**Problem to solve**
Repeat, exactly as written, the lines of the records below from the first through the line with "use crate::page::Page;", but none past it.

*** Available records ***

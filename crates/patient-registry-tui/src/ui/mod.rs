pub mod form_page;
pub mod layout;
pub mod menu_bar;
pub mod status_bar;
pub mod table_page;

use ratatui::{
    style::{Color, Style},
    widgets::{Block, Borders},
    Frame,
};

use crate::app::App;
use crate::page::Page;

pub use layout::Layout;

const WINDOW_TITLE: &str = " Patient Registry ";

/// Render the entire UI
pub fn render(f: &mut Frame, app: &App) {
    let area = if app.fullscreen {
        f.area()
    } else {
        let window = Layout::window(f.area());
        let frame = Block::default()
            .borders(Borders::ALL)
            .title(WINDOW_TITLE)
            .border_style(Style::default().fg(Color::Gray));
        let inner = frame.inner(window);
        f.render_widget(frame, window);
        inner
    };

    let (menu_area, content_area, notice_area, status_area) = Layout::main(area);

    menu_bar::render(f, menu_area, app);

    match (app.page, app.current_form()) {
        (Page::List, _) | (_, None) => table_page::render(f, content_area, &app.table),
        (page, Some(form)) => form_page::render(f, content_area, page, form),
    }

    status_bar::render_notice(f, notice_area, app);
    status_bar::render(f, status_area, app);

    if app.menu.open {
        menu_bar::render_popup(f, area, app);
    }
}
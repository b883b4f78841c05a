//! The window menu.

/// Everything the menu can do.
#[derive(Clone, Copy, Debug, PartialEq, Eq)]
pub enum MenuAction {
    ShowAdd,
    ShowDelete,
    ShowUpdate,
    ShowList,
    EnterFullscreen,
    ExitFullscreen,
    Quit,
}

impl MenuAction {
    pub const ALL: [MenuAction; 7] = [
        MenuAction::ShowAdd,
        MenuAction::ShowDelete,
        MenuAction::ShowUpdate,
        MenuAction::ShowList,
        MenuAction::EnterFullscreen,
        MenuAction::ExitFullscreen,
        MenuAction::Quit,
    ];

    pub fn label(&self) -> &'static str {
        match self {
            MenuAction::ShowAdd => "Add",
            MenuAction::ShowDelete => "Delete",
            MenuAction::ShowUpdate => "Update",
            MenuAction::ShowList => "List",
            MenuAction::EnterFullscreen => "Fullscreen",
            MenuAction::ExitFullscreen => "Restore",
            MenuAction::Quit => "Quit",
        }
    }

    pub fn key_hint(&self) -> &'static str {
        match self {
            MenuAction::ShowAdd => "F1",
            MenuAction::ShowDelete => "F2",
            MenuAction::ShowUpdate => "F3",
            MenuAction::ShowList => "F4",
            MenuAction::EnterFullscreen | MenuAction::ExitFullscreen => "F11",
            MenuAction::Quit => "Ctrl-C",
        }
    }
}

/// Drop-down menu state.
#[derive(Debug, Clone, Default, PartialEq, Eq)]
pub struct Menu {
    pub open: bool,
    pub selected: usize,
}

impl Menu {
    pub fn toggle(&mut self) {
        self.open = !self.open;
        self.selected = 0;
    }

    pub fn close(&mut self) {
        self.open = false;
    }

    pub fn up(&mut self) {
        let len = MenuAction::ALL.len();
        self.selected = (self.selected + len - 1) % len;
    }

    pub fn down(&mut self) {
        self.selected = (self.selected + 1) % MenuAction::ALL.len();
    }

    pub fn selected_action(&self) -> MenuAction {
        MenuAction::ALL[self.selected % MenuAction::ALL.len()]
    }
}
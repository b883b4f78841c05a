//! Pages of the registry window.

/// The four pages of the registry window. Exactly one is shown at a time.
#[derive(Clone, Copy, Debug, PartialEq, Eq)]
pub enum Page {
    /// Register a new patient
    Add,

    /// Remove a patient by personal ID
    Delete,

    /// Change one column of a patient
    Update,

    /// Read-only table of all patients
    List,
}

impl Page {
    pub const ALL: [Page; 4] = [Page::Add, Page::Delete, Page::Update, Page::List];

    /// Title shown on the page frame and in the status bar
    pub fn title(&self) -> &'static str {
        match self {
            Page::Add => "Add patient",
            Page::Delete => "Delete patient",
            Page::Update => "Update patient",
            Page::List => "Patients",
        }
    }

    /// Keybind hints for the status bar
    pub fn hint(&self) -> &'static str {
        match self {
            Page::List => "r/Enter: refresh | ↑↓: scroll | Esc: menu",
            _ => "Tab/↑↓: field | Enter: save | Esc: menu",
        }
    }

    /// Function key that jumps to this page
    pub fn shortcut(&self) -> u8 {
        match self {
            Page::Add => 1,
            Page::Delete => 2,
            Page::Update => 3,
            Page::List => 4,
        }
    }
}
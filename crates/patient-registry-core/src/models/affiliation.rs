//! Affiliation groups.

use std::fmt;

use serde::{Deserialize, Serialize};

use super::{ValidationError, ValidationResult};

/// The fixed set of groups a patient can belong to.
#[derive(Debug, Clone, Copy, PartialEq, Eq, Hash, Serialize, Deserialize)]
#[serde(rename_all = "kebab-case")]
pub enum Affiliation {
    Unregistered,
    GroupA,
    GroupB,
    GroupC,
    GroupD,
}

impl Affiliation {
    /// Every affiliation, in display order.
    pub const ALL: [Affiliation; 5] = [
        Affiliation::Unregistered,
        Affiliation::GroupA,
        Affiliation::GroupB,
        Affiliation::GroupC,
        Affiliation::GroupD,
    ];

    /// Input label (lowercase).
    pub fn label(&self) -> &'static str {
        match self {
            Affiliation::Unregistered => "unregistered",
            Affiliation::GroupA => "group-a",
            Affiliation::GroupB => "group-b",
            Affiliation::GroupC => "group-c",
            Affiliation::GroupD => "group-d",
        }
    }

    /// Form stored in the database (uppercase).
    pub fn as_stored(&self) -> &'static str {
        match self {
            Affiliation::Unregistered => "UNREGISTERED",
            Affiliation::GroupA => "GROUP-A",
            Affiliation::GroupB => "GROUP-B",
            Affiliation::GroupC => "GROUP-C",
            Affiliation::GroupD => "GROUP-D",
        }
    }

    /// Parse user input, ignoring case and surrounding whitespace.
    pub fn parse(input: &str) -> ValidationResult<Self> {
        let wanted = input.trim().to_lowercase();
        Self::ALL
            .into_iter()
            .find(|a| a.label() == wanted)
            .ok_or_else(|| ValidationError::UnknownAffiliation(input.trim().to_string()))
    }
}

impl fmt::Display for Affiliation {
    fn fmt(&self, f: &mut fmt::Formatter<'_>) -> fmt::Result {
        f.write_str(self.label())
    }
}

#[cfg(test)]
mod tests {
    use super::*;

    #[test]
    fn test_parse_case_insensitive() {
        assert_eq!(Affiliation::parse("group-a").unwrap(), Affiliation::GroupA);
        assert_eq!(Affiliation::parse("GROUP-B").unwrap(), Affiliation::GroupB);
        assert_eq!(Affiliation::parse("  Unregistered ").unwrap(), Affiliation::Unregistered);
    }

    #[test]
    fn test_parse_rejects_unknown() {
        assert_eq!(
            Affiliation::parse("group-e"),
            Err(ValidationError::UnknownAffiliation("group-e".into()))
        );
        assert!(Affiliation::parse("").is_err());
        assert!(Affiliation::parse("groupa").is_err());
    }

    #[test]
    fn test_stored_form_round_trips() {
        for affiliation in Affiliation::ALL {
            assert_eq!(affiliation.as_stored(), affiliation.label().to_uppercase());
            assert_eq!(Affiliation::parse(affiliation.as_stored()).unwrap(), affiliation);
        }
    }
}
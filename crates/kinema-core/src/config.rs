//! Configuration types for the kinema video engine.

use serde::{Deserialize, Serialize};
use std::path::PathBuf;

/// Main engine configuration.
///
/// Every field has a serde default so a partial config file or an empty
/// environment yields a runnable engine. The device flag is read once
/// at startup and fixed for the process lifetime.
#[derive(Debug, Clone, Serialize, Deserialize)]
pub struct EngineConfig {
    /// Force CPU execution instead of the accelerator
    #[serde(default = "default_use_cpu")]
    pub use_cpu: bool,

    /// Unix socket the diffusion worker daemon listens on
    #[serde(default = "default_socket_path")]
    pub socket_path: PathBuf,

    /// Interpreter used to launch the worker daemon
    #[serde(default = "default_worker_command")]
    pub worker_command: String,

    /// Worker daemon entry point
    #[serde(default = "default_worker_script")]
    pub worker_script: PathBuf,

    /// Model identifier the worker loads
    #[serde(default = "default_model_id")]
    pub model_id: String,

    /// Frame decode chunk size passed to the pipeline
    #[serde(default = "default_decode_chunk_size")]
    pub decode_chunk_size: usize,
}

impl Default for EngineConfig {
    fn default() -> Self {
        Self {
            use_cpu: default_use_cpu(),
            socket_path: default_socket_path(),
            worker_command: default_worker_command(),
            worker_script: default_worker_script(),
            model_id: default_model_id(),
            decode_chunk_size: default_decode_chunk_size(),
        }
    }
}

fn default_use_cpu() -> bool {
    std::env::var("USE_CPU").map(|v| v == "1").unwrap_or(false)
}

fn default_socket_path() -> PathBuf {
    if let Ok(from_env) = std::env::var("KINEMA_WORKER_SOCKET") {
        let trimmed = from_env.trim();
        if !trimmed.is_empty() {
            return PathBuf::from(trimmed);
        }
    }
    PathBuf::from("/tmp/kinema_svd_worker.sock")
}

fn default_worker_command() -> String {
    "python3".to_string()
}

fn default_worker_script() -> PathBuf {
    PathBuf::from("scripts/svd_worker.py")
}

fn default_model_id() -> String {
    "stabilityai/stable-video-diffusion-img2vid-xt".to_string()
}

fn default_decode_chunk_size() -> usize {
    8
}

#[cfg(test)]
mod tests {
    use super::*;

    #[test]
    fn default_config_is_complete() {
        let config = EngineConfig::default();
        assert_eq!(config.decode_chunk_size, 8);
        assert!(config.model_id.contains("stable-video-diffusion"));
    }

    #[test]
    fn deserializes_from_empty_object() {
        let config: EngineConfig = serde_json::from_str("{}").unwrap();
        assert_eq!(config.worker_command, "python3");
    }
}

***

**Response area**
filename crates/patient-registry-tui/src/ui/mod.rs
pub mod form_page;
pub mod layout;
pub mod menu_bar;
pub mod status_bar;
pub mod table_page;

use ratatui::{
    style::{Color, Style},
    widgets::{Block, Borders},
    Frame,
};

use crate::app::App;
use crate::page::Page;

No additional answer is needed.